A goal of HIV vaccine development is to elicit antibodies with neutralizing breadth. Broadly neutralizing antibodies (bNAbs) to HIV often have unusual sequences with long heavy-chain complementarity-determining region loops, high somatic mutation rates and polyreactivity. A subset of HIV-infected individuals develops such antibodies, but it is unclear whether this reflects systematic differences in their antibody repertoires or is a consequence of rare stochastic events involving individual clones. We sequenced antibody heavy-chain repertoires in a large cohort of HIV-infected individuals with bNAb responses or no neutralization breadth and uninfected controls, identifying consistent features of bNAb repertoires, encompassing thousands of B cell clones per individual, with correlated T cell phenotypes. These repertoire features were not observed during chronic cytomegalovirus infection in an independent cohort. Our data indicate that the development of numerous B cell lineages with antibody features associated with autoreactivity may be a key aspect in the development of HIV neutralizing antibody breadth.

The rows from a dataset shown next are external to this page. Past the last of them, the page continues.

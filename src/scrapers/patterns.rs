use anyhow::{anyhow, Result};
use async_trait::async_trait;
use regex::Regex;
use scraper::{Html, Selector};
use tracing::debug;

use crate::error::ScrapeError;
use crate::models::RawListing;
use crate::normalize::coerce_price;
use crate::scrapers::enrich;
use crate::scrapers::traits::ListingExtractor;

/// Hard cap on records per extraction, bounding work on bloated pages.
pub const MAX_LISTINGS: usize = 50;

/// How far past an MLS match the detail patterns are allowed to look.
const DETAIL_WINDOW: usize = 2000;

/// Pattern-rule extraction strategy.
///
/// Scans the page text for MLS anchors and hunts the surrounding window
/// for price, address and bed/bath/sqft tokens. Listing photos are
/// associated by `img` alt text containing the MLS number; a category
/// placeholder fills in otherwise.
pub struct PatternExtractor {
    mls_re: Regex,
    price_re: Regex,
    address_re: Regex,
    beds_re: Regex,
    baths_re: Regex,
    sqft_re: Regex,
    href_re: Regex,
    img_selector: Selector,
}

impl PatternExtractor {
    pub fn new() -> Result<Self> {
        Ok(Self {
            mls_re: Regex::new(r"(?i)MLS\s*#?\s*:?\s*([A-Z0-9]{6,})")?,
            price_re: Regex::new(r"\$\s*([0-9][0-9,]*)")?,
            address_re: Regex::new(
                r"([0-9]{1,6}\s+[A-Za-z0-9 .'\-]+,\s*[A-Za-z .]+,\s*MD(?:\s+[0-9]{5})?)",
            )?,
            beds_re: Regex::new(r"(?i)([0-9]+)\s*(?:bed(?:room)?s?|bd|br)\b")?,
            baths_re: Regex::new(r"(?i)([0-9]+(?:\.[0-9]+)?)\s*(?:bath(?:room)?s?|ba)\b")?,
            sqft_re: Regex::new(r"(?i)([0-9][0-9,]*)\s*(?:sq\.?\s*ft\.?|sqft|square\s+feet)")?,
            href_re: Regex::new(r#"href="([^"]+)""#)?,
            img_selector: Selector::parse("img")
                .map_err(|err| anyhow!("invalid img selector: {err}"))?,
        })
    }

    fn parse_window<'a>(&self, content: &'a str, start: usize) -> &'a str {
        let mut end = (start + DETAIL_WINDOW).min(content.len());
        while end < content.len() && !content.is_char_boundary(end) {
            end += 1;
        }
        &content[start..end]
    }

    fn find_listing_image(&self, document: &Html, mls: &str) -> Option<String> {
        let needle = mls.to_lowercase();
        document.select(&self.img_selector).find_map(|img| {
            let alt = img.value().attr("alt")?;
            if alt.to_lowercase().contains(&needle) {
                img.value().attr("src").map(str::to_string)
            } else {
                None
            }
        })
    }
}

#[async_trait]
impl ListingExtractor for PatternExtractor {
    async fn extract(&self, content: &str) -> Result<Vec<RawListing>, ScrapeError> {
        let document = Html::parse_document(content);
        let mut listings = Vec::new();

        for caps in self.mls_re.captures_iter(content) {
            if listings.len() >= MAX_LISTINGS {
                break;
            }

            let mls = caps[1].to_string();
            let start = caps.get(0).map(|m| m.start()).unwrap_or(0);
            let window = self.parse_window(content, start);

            let address = self
                .address_re
                .captures(window)
                .map(|c| c[1].trim().to_string())
                .unwrap_or_default();
            let price = self
                .price_re
                .captures(window)
                .map(|c| coerce_price(&c[1]))
                .unwrap_or(0);
            let bedrooms = self
                .beds_re
                .captures(window)
                .and_then(|c| c[1].parse().ok())
                .unwrap_or(0);
            let bathrooms = self
                .baths_re
                .captures(window)
                .map(|c| c[1].to_string())
                .unwrap_or_else(|| "0".to_string());
            let sqft = self
                .sqft_re
                .captures(window)
                .map(|c| coerce_price(&c[1]))
                .filter(|value| *value > 0);

            // Only emit when there is minimum usable data.
            if address.is_empty() || (price == 0 && sqft.is_none()) {
                continue;
            }

            let listing_url = self
                .href_re
                .captures_iter(window)
                .map(|c| c[1].to_string())
                .find(|href| href.contains(&mls) || href.to_lowercase().contains("listing"));

            let mut features = Vec::new();
            enrich::apply_feature_tags(&mut features, &address, sqft, price);

            let image_url = self
                .find_listing_image(&document, &mls)
                .unwrap_or_else(|| enrich::placeholder_image(&features).to_string());

            let description = enrich::synthesize_description(price, &features);

            listings.push(RawListing {
                address,
                price,
                bedrooms,
                bathrooms,
                sqft,
                description,
                features,
                mls_number: Some(mls),
                listing_url,
                image_url,
            });
        }

        debug!("Pattern extraction found {} listings", listings.len());
        Ok(listings)
    }

    fn source_name(&self) -> &'static str {
        "pattern"
    }
}

#[cfg(test)]
mod tests {
    use super::*;

    fn listing_block(index: usize) -> String {
        format!(
            r#"<div class="listing">
  <h3>MLS#: MDGA21{index:05}</h3>
  <p>{} Deep Creek Dr, McHenry, MD 21541</p>
  <p>$450,000</p>
  <p>3 bed 2.5 bath 1,800 sqft</p>
  <a href="https://www.railey.com/listing/MDGA21{index:05}">View listing</a>
</div>
"#,
            100 + index
        )
    }

    fn page_with(count: usize) -> String {
        let blocks: String = (0..count).map(listing_block).collect();
        format!("<html><body>{blocks}</body></html>")
    }

    #[tokio::test]
    async fn extracts_all_structural_fields() {
        let extractor = PatternExtractor::new().unwrap();
        let listings = extractor.extract(&page_with(1)).await.unwrap();

        assert_eq!(listings.len(), 1);
        let listing = &listings[0];
        assert_eq!(listing.address, "100 Deep Creek Dr, McHenry, MD 21541");
        assert_eq!(listing.price, 450_000);
        assert_eq!(listing.bedrooms, 3);
        assert_eq!(listing.bathrooms, "2.5");
        assert_eq!(listing.sqft, Some(1800));
        assert_eq!(listing.mls_number.as_deref(), Some("MDGA2100000"));
        assert_eq!(
            listing.listing_url.as_deref(),
            Some("https://www.railey.com/listing/MDGA2100000")
        );
        assert!(listing.features.contains(&"lake-access".to_string()));
        assert!(listing.description.starts_with("A premium mountain property"));
        assert!(!listing.image_url.is_empty());
    }

    #[tokio::test]
    async fn caps_extraction_at_fifty_records() {
        let extractor = PatternExtractor::new().unwrap();
        let listings = extractor.extract(&page_with(80)).await.unwrap();
        assert_eq!(listings.len(), MAX_LISTINGS);
    }

    #[tokio::test]
    async fn associates_image_by_alt_text() {
        let extractor = PatternExtractor::new().unwrap();
        let page = format!(
            r#"<html><body>
<img alt="Front view of MDGA2100000" src="https://cdn.example.com/front.jpg">
{}
</body></html>"#,
            listing_block(0)
        );

        let listings = extractor.extract(&page).await.unwrap();
        assert_eq!(listings[0].image_url, "https://cdn.example.com/front.jpg");
    }

    #[tokio::test]
    async fn falls_back_to_placeholder_image() {
        let extractor = PatternExtractor::new().unwrap();
        let listings = extractor.extract(&page_with(1)).await.unwrap();
        // Lake-tagged address gets the lake category placeholder.
        assert!(listings[0].image_url.contains("unsplash"));
    }

    #[tokio::test]
    async fn skips_records_without_minimum_data() {
        let extractor = PatternExtractor::new().unwrap();
        let page = "<html><body><h3>MLS#: MDGA2109999</h3><p>No address here</p></body></html>";
        let listings = extractor.extract(page).await.unwrap();
        assert!(listings.is_empty());
    }

    #[tokio::test]
    async fn empty_page_yields_empty_sequence() {
        let extractor = PatternExtractor::new().unwrap();
        let listings = extractor.extract("<html><body></body></html>").await.unwrap();
        assert!(listings.is_empty());
    }
}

HIV 疫苗研发的目标是诱导具有中和广度的抗体。HIV 的广谱中和抗体(bnAbs)通常具有不寻常的序列,其重链互补决定区环较长、体细胞突变率高且具有多反应性。HIV 感染个体的一部分会产生此类抗体,但尚不清楚这是否反映了其抗体库的系统性差异,还是涉及单个克隆的罕见随机事件的结果。我们对具有 bnAb 反应或无中和广度的 HIV 感染者以及未感染者的大样本队列中的抗体重链库进行了测序,确定了 bnAb 库的一致特征,每个个体包含数千个 B 细胞克隆,并伴有相关的 T 细胞表型。在另一项独立队列的慢性巨细胞病毒感染中未观察到这些库特征。我们的数据表明,具有与自身反应性相关的抗体特征的大量 B 细胞谱系的发展可能是 HIV 中和抗体广度发展的关键方面。